The goal of Clarifi Forecasting is to marry manager field knowledge and experience with machine learning. By fusing the two together, the impossible task of capturing a high-quality forecast becomes not only possible, but entirely achievable.
Forecasting is broken into four different pieces.
- Weekly Forecasts
- Daily Forecasts
- Events & Promotions
- The Forecast Algorithms
To access Forecasts, users can select the Forecasting tab from the Clarifi side navigation panel.
Weekly Forecast View
This section will display a chart view that has actual sales and projected sales side by side. Actual sales will only appear for days in the past.
To change the date range, click on the back facing or forward facing arrows above the chart. Users have the option to view projected data for -
- 2 weeks into the past
- 1 week into the past
- The current week
- 1, 2, and 3 weeks into the future
Users can change the forecast metric they are viewing by clicking the drop-down menu just above the graph.
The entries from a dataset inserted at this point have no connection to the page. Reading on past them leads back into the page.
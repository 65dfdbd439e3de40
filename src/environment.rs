use std::collections::HashMap;
use std::ffi::OsString;

use log::warn;

#[derive(Debug, Clone, PartialEq)]
struct Variable {
    value: String,
    exported: bool,
}

/// Session variables: the process environment plus anything bound by
/// `NAME=value` lines or the config file.
#[derive(Debug, Clone, Default, PartialEq)]
pub struct Environment {
    vars: HashMap<String, Variable>,
}

impl Environment {
    pub fn new() -> Self {
        Self::from_os_vars(std::env::vars_os())
    }

    /// Imports `vars` as exported variables. Entries that are not valid
    /// UTF-8 are skipped.
    pub fn from_os_vars<I>(vars: I) -> Self
    where
        I: IntoIterator<Item = (OsString, OsString)>,
    {
        let mut env = Environment::default();
        for (k, v) in vars {
            match (k.into_string(), v.into_string()) {
                (Ok(key), Ok(value)) => {
                    env.vars.insert(
                        key,
                        Variable {
                            value,
                            exported: true,
                        },
                    );
                }
                (Ok(key), Err(_)) => {
                    warn!("skipping environment variable {} with a non UTF-8 value", key)
                }
                (Err(key), _) => {
                    warn!("skipping environment variable {:?} with a non UTF-8 name", key)
                }
            }
        }
        env
    }

    pub fn get(&self, key: &str) -> Option<&str> {
        self.vars.get(key).map(|v| v.value.as_str())
    }

    pub fn set(&mut self, key: &str, value: &str) {
        self.vars
            .entry(key.to_string())
            .and_modify(|var| var.value = value.to_string())
            .or_insert(Variable {
                value: value.to_string(),
                exported: false,
            });
    }

    pub fn export(&mut self, key: &str) {
        if let Some(var) = self.vars.get_mut(key) {
            var.exported = true;
        }
    }

    pub fn exported_vars(&self) -> Vec<(String, String)> {
        let mut vars: Vec<(String, String)> = self
            .vars
            .iter()
            .filter(|(_, v)| v.exported)
            .map(|(k, v)| (k.clone(), v.value.clone()))
            .collect();
        vars.sort();
        vars
    }

    /// Exported variables with per-command `NAME=value` pairs layered on top.
    /// Later assignments win.
    pub fn exported_with(&self, assignments: &[(String, String)]) -> Vec<(String, String)> {
        let mut vars = self.exported_vars();
        for (name, value) in assignments {
            match vars.iter_mut().find(|(k, _)| k == name) {
                Some(slot) => slot.1 = value.clone(),
                None => vars.push((name.clone(), value.clone())),
            }
        }
        vars
    }
}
The following options will be available for customers depending on how they are set up:
- Guest Count (if provided by the POS)
- Sales Item
- Labor Driver (if provided by the POS)
Daily Forecast View
Beneath the weekly forecast section will be an area displaying the day to day forecast for the week you are viewing.
Events & Promotions
After daily forecasts will be an area displaying Events and Promotions that have been applied to the week. You can see the events and promotions for each individual day by clicking on it from the left column.
You can create new events by clicking on Add an Event. Clicking the question mark modal will display a window that defines what events are.
The forecasting module will use three different algorithms whenever it is run. The primary one being a Generalized Additive Model, Clarifi will also use two different variations of the moving average calculation:
- Exponential Moving Average - Applies a filter that decreases the weight of the recent dataset (12 weeks) exponentially over time.
- Weighted Moving Average - Assigns a higher value to recent data.
The algorithm used and, by consequence, projection chosen will be based on historical accuracy, by comparing prior 2 weeks forecast to their actual amounts using three different error rates. They are as follows:
- MSE: Mean Squared Error between forecast actual values
- MAD: the Mean Absolute Deviation between forecast and actual values
- MAPE: the Mean Absolute Percent Error between forecast and actual values.